WHAT TO PRODUCE: Below is a block of records. Copy every line in it that contains the word "lines".

SUPPLIED MATERIAL:
_ _ _ _ _ _ _
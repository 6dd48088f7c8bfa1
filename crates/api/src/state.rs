//! Application state shared across handlers.

use std::sync::Arc;

use sqlx::PgPool;

use crate::config::ApiConfig;

/// Application state shared across all handlers.
///
/// Cheaply cloneable via `Arc`; holds the configuration and the database
/// connection pool.
#[derive(Clone)]
pub struct AppState {
    inner: Arc<AppStateInner>,
}

struct AppStateInner {
    config: ApiConfig,
    pool: PgPool,
}

impl AppState {
    /// Create a new application state.
    #[must_use]
    pub fn new(config: ApiConfig, pool: PgPool) -> Self {
        Self {
            inner: Arc::new(AppStateInner { config, pool }),
        }
    }

    /// Get a reference to the API configuration.
    #[must_use]
    pub fn config(&self) -> &ApiConfig {
        &self.inner.config
    }

    /// Get a reference to the database connection pool.
    #[must_use]
    pub fn pool(&self) -> &PgPool {
        &self.inner.pool
    }
}
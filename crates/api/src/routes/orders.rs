//! Order route handlers: the cart-to-order pipeline and the two status
//! transitions.
//!
//! Order creation freezes the submitted line items verbatim - prices are
//! taken from the snapshot, not re-read from the catalog, so a mid-checkout
//! price change neither raises nor lowers what the buyer saw. Availability
//! is checked (stock > 0) but stock is never decremented or reserved;
//! concurrent checkouts against the same low-stock product can both succeed.

use axum::{
    Json, Router,
    extract::{Path, State},
    http::StatusCode,
    routing::{get, put},
};
use serde::Deserialize;
use tracing::instrument;

use kirana_core::pricing::{self, OrderTotals};
use kirana_core::{OrderId, UserId};

use crate::db::{OrderRepository, ProductRepository, RepositoryError};
use crate::error::{AppError, Result};
use crate::middleware::{RequireAdmin, RequireUser};
use crate::models::order::NewOrder;
use crate::models::{CurrentUser, Order, OrderLine, PaymentResult, ShippingAddress};
use crate::state::AppState;

/// Create the order routes router.
pub fn routes() -> Router<AppState> {
    Router::new()
        .route("/", get(index).post(create))
        .route("/myorders", get(my_orders))
        .route("/{id}", get(show))
        .route("/{id}/pay", put(pay))
        .route("/{id}/deliver", put(deliver))
}

/// Checkout submission: the cart snapshot plus shipping and payment choice.
#[derive(Debug, Deserialize)]
pub struct CreateOrderRequest {
    pub order_items: Vec<OrderLine>,
    pub shipping_address: ShippingAddress,
    pub payment_method: String,
    /// Optional coupon code; an unknown code contributes zero discount.
    #[serde(default)]
    pub coupon_code: Option<String>,
}

/// Create an order from the submitted cart snapshot.
#[instrument(skip(state, user, req), fields(user_id = %user.id))]
pub async fn create(
    State(state): State<AppState>,
    RequireUser(user): RequireUser,
    Json(req): Json<CreateOrderRequest>,
) -> Result<(StatusCode, Json<Order>)> {
    if req.order_items.is_empty() {
        return Err(AppError::Validation(
            "Cannot place an order with an empty cart".to_string(),
        ));
    }

    // Availability check only. Stock is not reserved or decremented.
    let products = ProductRepository::new(state.pool());
    for line in &req.order_items {
        let product = products
            .get(line.product_id)
            .await?
            .ok_or_else(|| {
                AppError::Validation(format!(
                    "Product {} is no longer available",
                    line.product_id
                ))
            })?;

        if !product.is_purchasable() {
            return Err(AppError::Validation(format!(
                "{} is out of stock",
                product.name
            )));
        }
    }

    // Prices come from the snapshot the buyer saw, stale or not.
    let items_price = pricing::items_price(
        req.order_items
            .iter()
            .map(|line| (line.unit_price, line.quantity)),
    );
    let totals = OrderTotals::compute(items_price, req.coupon_code.as_deref());

    let order = OrderRepository::new(state.pool())
        .create(&NewOrder {
            user_id: user.id,
            line_items: req.order_items,
            shipping_address: req.shipping_address,
            payment_method: req.payment_method,
            items_price: totals.items_price,
            tax_price: totals.tax_price,
            shipping_price: totals.shipping_price,
            total_price: totals.total_price,
        })
        .await?;

    Ok((StatusCode::CREATED, Json(order)))
}

/// List every order (admin).
#[instrument(skip(state, _admin))]
pub async fn index(
    State(state): State<AppState>,
    RequireAdmin(_admin): RequireAdmin,
) -> Result<Json<Vec<Order>>> {
    let orders = OrderRepository::new(state.pool()).list_all().await?;
    Ok(Json(orders))
}

/// List the caller's orders, newest first.
#[instrument(skip(state, user), fields(user_id = %user.id))]
pub async fn my_orders(
    State(state): State<AppState>,
    RequireUser(user): RequireUser,
) -> Result<Json<Vec<Order>>> {
    let orders = OrderRepository::new(state.pool())
        .list_for_user(user.id)
        .await?;
    Ok(Json(orders))
}

/// Fetch one order (owner or admin).
#[instrument(skip(state, user))]
pub async fn show(
    State(state): State<AppState>,
    RequireUser(user): RequireUser,
    Path(id): Path<i32>,
) -> Result<Json<Order>> {
    let order = fetch_order(&state, OrderId::new(id)).await?;
    authorize_owner(&user, order.user_id)?;
    Ok(Json(order))
}

/// Mark an order paid (owner or admin).
///
/// Trusted-caller transition: the gateway echo is stored, never verified.
#[instrument(skip(state, user, payment))]
pub async fn pay(
    State(state): State<AppState>,
    RequireUser(user): RequireUser,
    Path(id): Path<i32>,
    Json(payment): Json<PaymentResult>,
) -> Result<Json<Order>> {
    let id = OrderId::new(id);
    let order = fetch_order(&state, id).await?;
    authorize_owner(&user, order.user_id)?;

    let order = OrderRepository::new(state.pool())
        .mark_paid(id, &payment)
        .await?;
    Ok(Json(order))
}

/// Mark an order delivered (admin).
#[instrument(skip(state, _admin))]
pub async fn deliver(
    State(state): State<AppState>,
    RequireAdmin(_admin): RequireAdmin,
    Path(id): Path<i32>,
) -> Result<Json<Order>> {
    let order = OrderRepository::new(state.pool())
        .mark_delivered(OrderId::new(id))
        .await
        .map_err(|e| match e {
            RepositoryError::NotFound => AppError::NotFound("Order".to_string()),
            other => AppError::Database(other),
        })?;
    Ok(Json(order))
}

/// Fetch an order or 404.
async fn fetch_order(state: &AppState, id: OrderId) -> Result<Order> {
    OrderRepository::new(state.pool())
        .get(id)
        .await?
        .ok_or_else(|| AppError::NotFound("Order".to_string()))
}

/// Owners and admins only.
fn authorize_owner(user: &CurrentUser, owner: UserId) -> Result<()> {
    if user.id == owner || user.is_admin {
        Ok(())
    } else {
        Err(AppError::Forbidden(
            "Not authorized to access this order".to_string(),
        ))
    }
}
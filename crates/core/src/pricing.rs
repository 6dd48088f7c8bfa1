//! Order pricing: items total, flat tax/shipping, and the coupon rule.
//!
//! Totals are computed from the submitted line snapshot, never re-read from
//! the live catalog — a price change mid-checkout neither raises nor lowers
//! what the buyer saw, and a stale cart price is honored as-is.

use crate::types::Money;

/// The one recognized coupon code. Flat 10% off the items total.
pub const COUPON_CODE: &str = "SAVE10";

/// Discount percentage granted by [`COUPON_CODE`].
pub const COUPON_PERCENT: u32 = 10;

/// Evaluate a coupon code against an items total.
///
/// The recognized code yields a 10% discount rounded to a whole rupee
/// (halves away from zero); any other code yields zero. Matching ignores
/// surrounding whitespace and case.
#[must_use]
pub fn coupon_discount(code: &str, items_price: Money) -> Money {
    if code.trim().eq_ignore_ascii_case(COUPON_CODE) {
        items_price.percent(COUPON_PERCENT).round_rupee()
    } else {
        Money::ZERO
    }
}

/// `Σ unit_price × quantity` over submitted lines.
#[must_use]
pub fn items_price<I>(lines: I) -> Money
where
    I: IntoIterator<Item = (Money, u32)>,
{
    lines
        .into_iter()
        .map(|(unit_price, quantity)| unit_price.times(quantity))
        .sum()
}

/// The price breakdown stamped onto a new order.
#[derive(Debug, Clone, Copy, PartialEq, Eq)]
pub struct OrderTotals {
    pub items_price: Money,
    pub tax_price: Money,
    pub shipping_price: Money,
    pub discount: Money,
    pub total_price: Money,
}

impl OrderTotals {
    /// Compute the breakdown for an items total and an optional coupon.
    ///
    /// Tax and shipping are flat zero; the invariant
    /// `total = items + tax + shipping − discount` holds by construction.
    #[must_use]
    pub fn compute(items_price: Money, coupon_code: Option<&str>) -> Self {
        let tax_price = Money::ZERO;
        let shipping_price = Money::ZERO;
        let discount = coupon_code.map_or(Money::ZERO, |code| coupon_discount(code, items_price));

        Self {
            items_price,
            tax_price,
            shipping_price,
            discount,
            total_price: items_price + tax_price + shipping_price - discount,
        }
    }
}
_ _ _ _ _ _ _
ANSWER TO THE PROBLEM:
/// `Σ unit_price × quantity` over submitted lines.
pub fn items_price<I>(lines: I) -> Money
    lines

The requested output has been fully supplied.